■ **WORK REQUEST**:
The listing below must be given again in full, exactly.

■ **DATA RECORDS**:
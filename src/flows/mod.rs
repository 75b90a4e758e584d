//! Page-level orchestration over the endpoint specializations.
//!
//! Each flow owns the small amount of view state a page keeps (order ids,
//! otp-sent gates, the staleness generation) and exposes the handful of
//! actions the page can trigger. No flow retries a failed call; the user
//! re-triggers the action.

pub mod login;
pub mod password;
pub mod signup;

pub use login::{LoginFlow, LoginOutcome};
pub use password::{PasswordResetFlow, ResetOutcome, SendOtpOutcome};
pub use signup::{SignupFlow, SignupOutcome, SignupPhase, VerifyOutcome};
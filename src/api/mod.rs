//! Per-endpoint specializations of the typed request gateway.
//!
//! Each function fixes one path and one request/response shape and forwards
//! the gateway result unchanged — no extra error translation happens here.

pub mod auth;
pub mod onboarding;
pub mod otp;
pub mod user;

pub use user::UserDetails;

/// Envelope payload for endpoints that return no data (e.g. logout).
pub type Empty = Option<serde_json::Value>;
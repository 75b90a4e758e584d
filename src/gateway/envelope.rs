//! Wire envelopes shared by every backend endpoint.
//!
//! Every successful response body is an `ApiResponse<T>`; every failure body
//! is an `ApiError`. Field names on the wire are camelCase.

use serde::{Deserialize, Serialize};

/// Uniform success envelope returned by every backend call.
#[derive(Debug, Clone, Serialize, Deserialize)]
#[serde(rename_all = "camelCase")]
pub struct ApiResponse<T> {
    pub status_code: u16,
    pub data: T,
    #[serde(default)]
    pub message: String,
    pub success: bool,
}

/// Uniform failure envelope.
#[derive(Debug, Clone, Serialize, Deserialize)]
#[serde(rename_all = "camelCase")]
pub struct ApiError {
    pub status_code: u16,
    #[serde(default)]
    pub message: String,
    #[serde(default)]
    pub errors: Vec<String>,
    #[serde(default)]
    pub success: bool,
}

impl ApiError {
    /// Best-effort envelope synthesized from a bare HTTP status, for failure
    /// bodies that do not parse as the envelope shape.
    pub fn from_status(status: u16) -> Self {
        Self {
            status_code: status,
            message: format!("Request failed with status {status}"),
            errors: Vec::new(),
            success: false,
        }
    }
}

impl std::fmt::Display for ApiError {
    fn fmt(&self, f: &mut std::fmt::Formatter<'_>) -> std::fmt::Result {
        write!(f, "({}) {}", self.status_code, self.message)?;
        if !self.errors.is_empty() {
            write!(f, " [{}]", self.errors.join(", "))?;
        }
        Ok(())
    }
}

#[cfg(test)]
mod tests {
    use super::*;

    #[test]
    fn success_envelope_uses_camel_case_wire_names() {
        let json = r#"{"statusCode":200,"data":{"orderId":"ord-1"},"message":"ok","success":true}"#;
        let parsed: ApiResponse<serde_json::Value> = serde_json::from_str(json).unwrap();
        assert_eq!(parsed.status_code, 200);
        assert!(parsed.success);
        assert_eq!(parsed.data["orderId"], "ord-1");
    }

    #[test]
    fn error_envelope_tolerates_missing_fields() {
        let parsed: ApiError = serde_json::from_str(r#"{"statusCode":409}"#).unwrap();
        assert_eq!(parsed.status_code, 409);
        assert!(parsed.message.is_empty());
        assert!(parsed.errors.is_empty());
        assert!(!parsed.success);
    }

    #[test]
    fn synthesized_envelope_carries_status() {
        let err = ApiError::from_status(502);
        assert_eq!(err.status_code, 502);
        assert!(err.message.contains("502"));
        assert!(!err.success);
    }

    #[test]
    fn display_includes_field_errors() {
        let err = ApiError {
            status_code: 422,
            message: "Validation failed".into(),
            errors: vec!["phone is required".into(), "password too short".into()],
            success: false,
        };
        let rendered = err.to_string();
        assert!(rendered.contains("422"));
        assert!(rendered.contains("phone is required"));
    }
}
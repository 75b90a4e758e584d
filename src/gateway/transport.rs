//! HTTP transport seam.
//!
//! The gateway talks to the backend through the `Transport` trait so tests
//! can substitute an in-memory stub. The real implementation wraps a shared
//! `reqwest::Client` with a cookie store, since the backend issues its
//! session as an HTTP cookie on login.

use async_trait::async_trait;
use serde_json::Value;

use crate::error::GatewayError;

/// Raw reply from one transport-level call, before envelope decoding.
#[derive(Debug, Clone)]
pub struct TransportReply {
    pub status: u16,
    pub body: String,
}

impl TransportReply {
    pub fn is_success(&self) -> bool {
        (200..300).contains(&self.status)
    }
}

/// Backend-agnostic HTTP transport covering the two verbs the API uses.
#[async_trait]
pub trait Transport: Send + Sync {
    /// Perform a GET against `path` (relative to the backend base URL).
    async fn get(&self, path: &str) -> Result<TransportReply, GatewayError>;

    /// Perform a POST with a JSON body.
    async fn post_json(&self, path: &str, body: Value) -> Result<TransportReply, GatewayError>;
}

/// Production transport over reqwest.
pub struct HttpTransport {
    base_url: String,
    client: reqwest::Client,
}

impl HttpTransport {
    /// Build a transport rooted at `base_url`, with cookies enabled so the
    /// session cookie set on login rides along on subsequent calls.
    pub fn new(base_url: impl Into<String>) -> Result<Self, GatewayError> {
        let base_url = base_url.into();
        let client = reqwest::Client::builder()
            .cookie_store(true)
            .build()
            .map_err(|e| GatewayError::Transport {
                path: base_url.clone(),
                reason: e.to_string(),
            })?;
        Ok(Self { base_url, client })
    }

    fn url(&self, path: &str) -> String {
        format!(
            "{}/{}",
            self.base_url.trim_end_matches('/'),
            path.trim_start_matches('/')
        )
    }

    async fn read_reply(
        path: &str,
        response: reqwest::Response,
    ) -> Result<TransportReply, GatewayError> {
        let status = response.status().as_u16();
        let body = response
            .text()
            .await
            .map_err(|e| GatewayError::Transport {
                path: path.to_string(),
                reason: e.to_string(),
            })?;
        Ok(TransportReply { status, body })
    }
}

#[async_trait]
impl Transport for HttpTransport {
    async fn get(&self, path: &str) -> Result<TransportReply, GatewayError> {
        let response = self
            .client
            .get(self.url(path))
            .send()
            .await
            .map_err(|e| GatewayError::Transport {
                path: path.to_string(),
                reason: e.to_string(),
            })?;
        Self::read_reply(path, response).await
    }

    async fn post_json(&self, path: &str, body: Value) -> Result<TransportReply, GatewayError> {
        let response = self
            .client
            .post(self.url(path))
            .json(&body)
            .send()
            .await
            .map_err(|e| GatewayError::Transport {
                path: path.to_string(),
                reason: e.to_string(),
            })?;
        Self::read_reply(path, response).await
    }
}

■ **EXERCISE RESULT**:
filename src/flows/mod.rs
repository 75b90a4e758e584d
//! Page-level orchestration over the endpoint specializations.
//!
//! Each flow owns the small amount of view state a page keeps (order ids,
//! otp-sent gates, the staleness generation) and exposes the handful of
//! actions the page can trigger. No flow retries a failed call; the user
//! re-triggers the action.

pub mod login;
pub mod password;
pub mod signup;

pub use login::{LoginFlow, LoginOutcome};
pub use password::{PasswordResetFlow, ResetOutcome, SendOtpOutcome};
pub use signup::{SignupFlow, SignupOutcome, SignupPhase, VerifyOutcome};
filename src/api/mod.rs
//! Per-endpoint specializations of the typed request gateway.
//!
//! Each function fixes one path and one request/response shape and forwards
//! the gateway result unchanged — no extra error translation happens here.

pub mod auth;
pub mod onboarding;
pub mod otp;
pub mod user;

pub use user::UserDetails;

/// Envelope payload for endpoints that return no data (e.g. logout).
pub type Empty = Option<serde_json::Value>;
repository 75b90a4e758e584d
filename src/gateway/envelope.rs
//! Wire envelopes shared by every backend endpoint.
//!
//! Every successful response body is an `ApiResponse<T>`; every failure body
//! is an `ApiError`. Field names on the wire are camelCase.

use serde::{Deserialize, Serialize};

/// Uniform success envelope returned by every backend call.
#[derive(Debug, Clone, Serialize, Deserialize)]
#[serde(rename_all = "camelCase")]
pub struct ApiResponse<T> {
    pub status_code: u16,
    pub data: T,
    #[serde(default)]
    pub message: String,
    pub success: bool,
}

/// Uniform failure envelope.
#[derive(Debug, Clone, Serialize, Deserialize)]
#[serde(rename_all = "camelCase")]
pub struct ApiError {
    pub status_code: u16,
    #[serde(default)]
    pub message: String,
    #[serde(default)]
    pub errors: Vec<String>,
    #[serde(default)]
    pub success: bool,
}

impl ApiError {
    /// Best-effort envelope synthesized from a bare HTTP status, for failure
    /// bodies that do not parse as the envelope shape.
    pub fn from_status(status: u16) -> Self {
        Self {
            status_code: status,
            message: format!("Request failed with status {status}"),
            errors: Vec::new(),
            success: false,
        }
    }
}

impl std::fmt::Display for ApiError {
    fn fmt(&self, f: &mut std::fmt::Formatter<'_>) -> std::fmt::Result {
        write!(f, "({}) {}", self.status_code, self.message)?;
        if !self.errors.is_empty() {
            write!(f, " [{}]", self.errors.join(", "))?;
        }
        Ok(())
    }
}

#[cfg(test)]
mod tests {
    use super::*;

    #[test]
    fn success_envelope_uses_camel_case_wire_names() {
        let json = r#"{"statusCode":200,"data":{"orderId":"ord-1"},"message":"ok","success":true}"#;
        let parsed: ApiResponse<serde_json::Value> = serde_json::from_str(json).unwrap();
        assert_eq!(parsed.status_code, 200);
        assert!(parsed.success);
        assert_eq!(parsed.data["orderId"], "ord-1");
    }

    #[test]
    fn error_envelope_tolerates_missing_fields() {
        let parsed: ApiError = serde_json::from_str(r#"{"statusCode":409}"#).unwrap();
        assert_eq!(parsed.status_code, 409);
        assert!(parsed.message.is_empty());
        assert!(parsed.errors.is_empty());
        assert!(!parsed.success);
    }

    #[test]
    fn synthesized_envelope_carries_status() {
        let err = ApiError::from_status(502);
        assert_eq!(err.status_code, 502);
        assert!(err.message.contains("502"));
        assert!(!err.success);
    }

    #[test]
    fn display_includes_field_errors() {
        let err = ApiError {
            status_code: 422,
            message: "Validation failed".into(),
            errors: vec!["phone is required".into(), "password too short".into()],
            success: false,
        };
        let rendered = err.to_string();
        assert!(rendered.contains("422"));
        assert!(rendered.contains("phone is required"));
    }
}
repository 75b90a4e758e584d
filename src/gateway/transport.rs
//! HTTP transport seam.
//!
//! The gateway talks to the backend through the `Transport` trait so tests
//! can substitute an in-memory stub. The real implementation wraps a shared
//! `reqwest::Client` with a cookie store, since the backend issues its
//! session as an HTTP cookie on login.

use async_trait::async_trait;
use serde_json::Value;

use crate::error::GatewayError;

/// Raw reply from one transport-level call, before envelope decoding.
#[derive(Debug, Clone)]
pub struct TransportReply {
    pub status: u16,
    pub body: String,
}

impl TransportReply {
    pub fn is_success(&self) -> bool {
        (200..300).contains(&self.status)
    }
}

/// Backend-agnostic HTTP transport covering the two verbs the API uses.
#[async_trait]
pub trait Transport: Send + Sync {
    /// Perform a GET against `path` (relative to the backend base URL).
    async fn get(&self, path: &str) -> Result<TransportReply, GatewayError>;

    /// Perform a POST with a JSON body.
    async fn post_json(&self, path: &str, body: Value) -> Result<TransportReply, GatewayError>;
}

/// Production transport over reqwest.
pub struct HttpTransport {
    base_url: String,
    client: reqwest::Client,
}

impl HttpTransport {
    /// Build a transport rooted at `base_url`, with cookies enabled so the
    /// session cookie set on login rides along on subsequent calls.
    pub fn new(base_url: impl Into<String>) -> Result<Self, GatewayError> {
        let base_url = base_url.into();
        let client = reqwest::Client::builder()
            .cookie_store(true)
            .build()
            .map_err(|e| GatewayError::Transport {
                path: base_url.clone(),
                reason: e.to_string(),
            })?;
        Ok(Self { base_url, client })
    }

    fn url(&self, path: &str) -> String {
        format!(
            "{}/{}",
            self.base_url.trim_end_matches('/'),
            path.trim_start_matches('/')
        )
    }

    async fn read_reply(
        path: &str,
        response: reqwest::Response,
    ) -> Result<TransportReply, GatewayError> {
        let status = response.status().as_u16();
        let body = response
            .text()
            .await
            .map_err(|e| GatewayError::Transport {
                path: path.to_string(),
                reason: e.to_string(),
            })?;
        Ok(TransportReply { status, body })
    }
}

#[async_trait]
impl Transport for HttpTransport {
    async fn get(&self, path: &str) -> Result<TransportReply, GatewayError> {
        let response = self
            .client
            .get(self.url(path))
            .send()
            .await
            .map_err(|e| GatewayError::Transport {
                path: path.to_string(),
                reason: e.to_string(),
            })?;
        Self::read_reply(path, response).await
    }

    async fn post_json(&self, path: &str, body: Value) -> Result<TransportReply, GatewayError> {
        let response = self
            .client
            .post(self.url(path))
            .json(&body)
            .send()
            .await
            .map_err(|e| GatewayError::Transport {
                path: path.to_string(),
                reason: e.to_string(),
            })?;
        Self::read_reply(path, response).await
    }
}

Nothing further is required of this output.